» What is expected: Precise copying is required. Return the data below in full.

(Dataset entries)

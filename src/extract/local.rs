//! 多文件模式：主文档加上一个资源目录
//!
//! 目录布局：
//!
//! ```text
//! page.html
//! page_files/
//!     style.css
//!     logo.png
//!     frame.html          子框架归档的主文档
//!     frame_files/        子框架归档自己的资源
//! ```

use std::collections::{HashMap, HashSet};
use std::fs;
use std::path::{Path, PathBuf};

use tracing::{debug, trace};
use url::Url;

use super::names::LocalNames;
use crate::archive::{
    resolve_reference, ArchiveId, ArchiveRef, Resolution, Resource, ResourceKind, WebArchive,
};
use crate::core::{ArchiveError, ExtractOptions, Result};
use crate::parsers::{rewrite_css, rewrite_html, LinkResolver};
use crate::utils::url::encode_local_reference;

/// Local names of every archive in one webarchive
pub struct LocalLayout<'a> {
    web: &'a WebArchive,
    names: HashMap<ArchiveId, LocalNames>,
    suffix: String,
    on_file: Option<Box<dyn Fn(&Path) + 'a>>,
}

impl<'a> LocalLayout<'a> {
    pub fn new(web: &'a WebArchive, options: &ExtractOptions) -> Self {
        let mut names = HashMap::new();
        let mut pending = vec![web.root()];

        while let Some(archive) = pending.pop() {
            names.insert(archive.id(), LocalNames::for_archive(archive));
            pending.extend(archive.subframe_archives());
        }

        LocalLayout {
            web,
            names,
            suffix: options.subresource_dir_suffix.clone(),
            on_file: None,
        }
    }

    /// Calls `on_file` with the path of each file right after it is written
    pub fn on_file(mut self, on_file: impl Fn(&Path) + 'a) -> Self {
        self.on_file = Some(Box::new(on_file));
        self
    }

    /// Local name of `url` among the resources of `archive`
    pub fn name(&self, archive: ArchiveId, url: &str) -> Option<&str> {
        self.names.get(&archive)?.get(url)
    }

    /// Name of the resource directory that sits beside `output_path`
    pub fn resource_dir_name(&self, output_path: &Path) -> String {
        let stem = output_path
            .file_stem()
            .map(|stem| stem.to_string_lossy().into_owned())
            .unwrap_or_default();
        format!("{}{}", stem, self.suffix)
    }

    /// Writes the top-level archive to `output_path`; returns the number of files written
    pub fn extract(&self, output_path: &Path) -> Result<usize> {
        self.extract_archive(self.web.root(), output_path)
    }

    fn extract_archive(&self, archive: ArchiveRef<'a>, output_path: &Path) -> Result<usize> {
        let main = archive
            .main_resource()
            .ok_or(ArchiveError::MissingMainResource)?;

        let dir_name = self.resource_dir_name(output_path);
        let dir: PathBuf = output_path
            .parent()
            .map_or_else(|| PathBuf::from(&dir_name), |parent| parent.join(&dir_name));

        // The main document sits beside its resource directory; only HTML is rewritten
        let main_data = match main.kind() {
            ResourceKind::Html => self.render(archive, main, Some(&dir_name)),
            _ => main.data().to_vec(),
        };
        self.write(output_path, &main_data)?;
        let mut written = 1;

        let has_children =
            archive.subresources().next().is_some() || archive.subframe_archives().next().is_some();
        if !has_children {
            return Ok(written);
        }
        fs::create_dir_all(&dir)?;

        let mut seen: HashSet<&str> = HashSet::new();
        for resource in archive.subresources() {
            let Some(name) = self.name(archive.id(), resource.url()) else {
                continue;
            };
            // Only the first of several resources sharing a URL is ever referenced
            if !seen.insert(name) {
                trace!(url = resource.url(), "skipping duplicate subresource");
                continue;
            }

            let data = self.render(archive, resource, None);
            self.write(&dir.join(name), &data)?;
            written += 1;
        }

        for subframe in archive.subframe_archives() {
            let Some(name) = subframe
                .main_resource()
                .and_then(|main| self.name(archive.id(), main.url()))
            else {
                continue;
            };
            if !seen.insert(name) {
                continue;
            }

            written += self.extract_archive(subframe, &dir.join(name))?;
        }

        debug!(
            archive = archive.id().index(),
            files = written,
            path = %output_path.display(),
            "extracted archive"
        );

        Ok(written)
    }

    fn write(&self, path: &Path, data: &[u8]) -> Result<()> {
        fs::write(path, data)?;
        if let Some(on_file) = &self.on_file {
            on_file(path);
        }
        Ok(())
    }

    /// `prefix` is the resource directory for main documents, `None` for subresources
    fn render(
        &self,
        archive: ArchiveRef<'a>,
        resource: &'a Resource,
        prefix: Option<&str>,
    ) -> Vec<u8> {
        let kind = resource.kind();
        let text = match kind {
            ResourceKind::Opaque => None,
            _ => resource.text(),
        };
        let Some(text) = text else {
            return resource.data().to_vec();
        };

        let mut resolver = LocalResolver {
            layout: self,
            archive,
            base: Url::parse(resource.url()).ok(),
            prefix,
        };
        let rendered = match kind {
            ResourceKind::Html => rewrite_html(&text, &mut resolver),
            _ => rewrite_css(&text, &mut resolver),
        };

        resource.encode_text(&rendered)
    }
}

/// Resolves the references of one extracted file to relative paths
struct LocalResolver<'l, 'a> {
    layout: &'l LocalLayout<'a>,
    archive: ArchiveRef<'a>,
    base: Option<Url>,
    prefix: Option<&'l str>,
}

impl LocalResolver<'_, '_> {
    fn relative_path(&self, name: &str, distance: usize) -> String {
        let path = match (self.prefix, distance) {
            (Some(prefix), 0) => format!("{}/{}", prefix, name),
            (None, 0) => name.to_string(),
            // The main document is one level above its own resource directory
            (Some(_), distance) => format!("{}{}", "../".repeat(distance - 1), name),
            (None, distance) => format!("{}{}", "../".repeat(distance), name),
        };

        encode_local_reference(&path)
    }
}

impl LinkResolver for LocalResolver<'_, '_> {
    fn substitute(&mut self, reference: &str) -> Option<String> {
        let found = resolve_reference(self.archive, self.base.as_ref(), reference)?;
        let url = match found.resolution {
            Resolution::Resource(resource) => resource.url(),
            Resolution::Subframe(subframe) => subframe.main_resource()?.url(),
            Resolution::Unresolved => return None,
        };

        let name = self.layout.name(found.holder.id(), url)?;
        Some(self.relative_path(name, found.distance))
    }

    fn set_base(&mut self, href: &str) {
        let joined = match &self.base {
            Some(base) => base.join(href),
            None => Url::parse(href),
        };
        if let Ok(base) = joined {
            self.base = Some(base);
        }
    }
}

(End Dataset entries)

» Task output:
filename src/extract/local.rs
//! 多文件模式：主文档加上一个资源目录
//!
//! 目录布局：
//!
//! ```text
//! page.html
//! page_files/
//!     style.css
//!     logo.png
//!     frame.html          子框架归档的主文档
//!     frame_files/        子框架归档自己的资源
//! ```

use std::collections::{HashMap, HashSet};
use std::fs;
use std::path::{Path, PathBuf};

use tracing::{debug, trace};
use url::Url;

use super::names::LocalNames;
use crate::archive::{
    resolve_reference, ArchiveId, ArchiveRef, Resolution, Resource, ResourceKind, WebArchive,
};
use crate::core::{ArchiveError, ExtractOptions, Result};
use crate::parsers::{rewrite_css, rewrite_html, LinkResolver};
use crate::utils::url::encode_local_reference;

/// Local names of every archive in one webarchive
pub struct LocalLayout<'a> {
    web: &'a WebArchive,
    names: HashMap<ArchiveId, LocalNames>,
    suffix: String,
    on_file: Option<Box<dyn Fn(&Path) + 'a>>,
}

impl<'a> LocalLayout<'a> {
    pub fn new(web: &'a WebArchive, options: &ExtractOptions) -> Self {
        let mut names = HashMap::new();
        let mut pending = vec![web.root()];

        while let Some(archive) = pending.pop() {
            names.insert(archive.id(), LocalNames::for_archive(archive));
            pending.extend(archive.subframe_archives());
        }

        LocalLayout {
            web,
            names,
            suffix: options.subresource_dir_suffix.clone(),
            on_file: None,
        }
    }

    /// Calls `on_file` with the path of each file right after it is written
    pub fn on_file(mut self, on_file: impl Fn(&Path) + 'a) -> Self {
        self.on_file = Some(Box::new(on_file));
        self
    }

    /// Local name of `url` among the resources of `archive`
    pub fn name(&self, archive: ArchiveId, url: &str) -> Option<&str> {
        self.names.get(&archive)?.get(url)
    }

    /// Name of the resource directory that sits beside `output_path`
    pub fn resource_dir_name(&self, output_path: &Path) -> String {
        let stem = output_path
            .file_stem()
            .map(|stem| stem.to_string_lossy().into_owned())
            .unwrap_or_default();
        format!("{}{}", stem, self.suffix)
    }

    /// Writes the top-level archive to `output_path`; returns the number of files written
    pub fn extract(&self, output_path: &Path) -> Result<usize> {
        self.extract_archive(self.web.root(), output_path)
    }

    fn extract_archive(&self, archive: ArchiveRef<'a>, output_path: &Path) -> Result<usize> {
        let main = archive
            .main_resource()
            .ok_or(ArchiveError::MissingMainResource)?;

        let dir_name = self.resource_dir_name(output_path);
        let dir: PathBuf = output_path
            .parent()
            .map_or_else(|| PathBuf::from(&dir_name), |parent| parent.join(&dir_name));

        // The main document sits beside its resource directory; only HTML is rewritten
        let main_data = match main.kind() {
            ResourceKind::Html => self.render(archive, main, Some(&dir_name)),
            _ => main.data().to_vec(),
        };
        self.write(output_path, &main_data)?;
        let mut written = 1;

        let has_children =
            archive.subresources().next().is_some() || archive.subframe_archives().next().is_some();
        if !has_children {
            return Ok(written);
        }
        fs::create_dir_all(&dir)?;

        let mut seen: HashSet<&str> = HashSet::new();
        for resource in archive.subresources() {
            let Some(name) = self.name(archive.id(), resource.url()) else {
                continue;
            };
            // Only the first of several resources sharing a URL is ever referenced
            if !seen.insert(name) {
                trace!(url = resource.url(), "skipping duplicate subresource");
                continue;
            }

            let data = self.render(archive, resource, None);
            self.write(&dir.join(name), &data)?;
            written += 1;
        }

        for subframe in archive.subframe_archives() {
            let Some(name) = subframe
                .main_resource()
                .and_then(|main| self.name(archive.id(), main.url()))
            else {
                continue;
            };
            if !seen.insert(name) {
                continue;
            }

            written += self.extract_archive(subframe, &dir.join(name))?;
        }

        debug!(
            archive = archive.id().index(),
            files = written,
            path = %output_path.display(),
            "extracted archive"
        );

        Ok(written)
    }

    fn write(&self, path: &Path, data: &[u8]) -> Result<()> {
        fs::write(path, data)?;
        if let Some(on_file) = &self.on_file {
            on_file(path);
        }
        Ok(())
    }

    /// `prefix` is the resource directory for main documents, `None` for subresources
    fn render(
        &self,
        archive: ArchiveRef<'a>,
        resource: &'a Resource,
        prefix: Option<&str>,
    ) -> Vec<u8> {
        let kind = resource.kind();
        let text = match kind {
            ResourceKind::Opaque => None,
            _ => resource.text(),
        };
        let Some(text) = text else {
            return resource.data().to_vec();
        };

        let mut resolver = LocalResolver {
            layout: self,
            archive,
            base: Url::parse(resource.url()).ok(),
            prefix,
        };
        let rendered = match kind {
            ResourceKind::Html => rewrite_html(&text, &mut resolver),
            _ => rewrite_css(&text, &mut resolver),
        };

        resource.encode_text(&rendered)
    }
}

/// Resolves the references of one extracted file to relative paths
struct LocalResolver<'l, 'a> {
    layout: &'l LocalLayout<'a>,
    archive: ArchiveRef<'a>,
    base: Option<Url>,
    prefix: Option<&'l str>,
}

impl LocalResolver<'_, '_> {
    fn relative_path(&self, name: &str, distance: usize) -> String {
        let path = match (self.prefix, distance) {
            (Some(prefix), 0) => format!("{}/{}", prefix, name),
            (None, 0) => name.to_string(),
            // The main document is one level above its own resource directory
            (Some(_), distance) => format!("{}{}", "../".repeat(distance - 1), name),
            (None, distance) => format!("{}{}", "../".repeat(distance), name),
        };

        encode_local_reference(&path)
    }
}

impl LinkResolver for LocalResolver<'_, '_> {
    fn substitute(&mut self, reference: &str) -> Option<String> {
        let found = resolve_reference(self.archive, self.base.as_ref(), reference)?;
        let url = match found.resolution {
            Resolution::Resource(resource) => resource.url(),
            Resolution::Subframe(subframe) => subframe.main_resource()?.url(),
            Resolution::Unresolved => return None,
        };

        let name = self.layout.name(found.holder.id(), url)?;
        Some(self.relative_path(name, found.distance))
    }

    fn set_base(&mut self, href: &str) {
        let joined = match &self.base {
            Some(base) => base.join(href),
            None => Url::parse(href),
        };
        if let Ok(base) = joined {
            self.base = Some(base);
        }
    }
}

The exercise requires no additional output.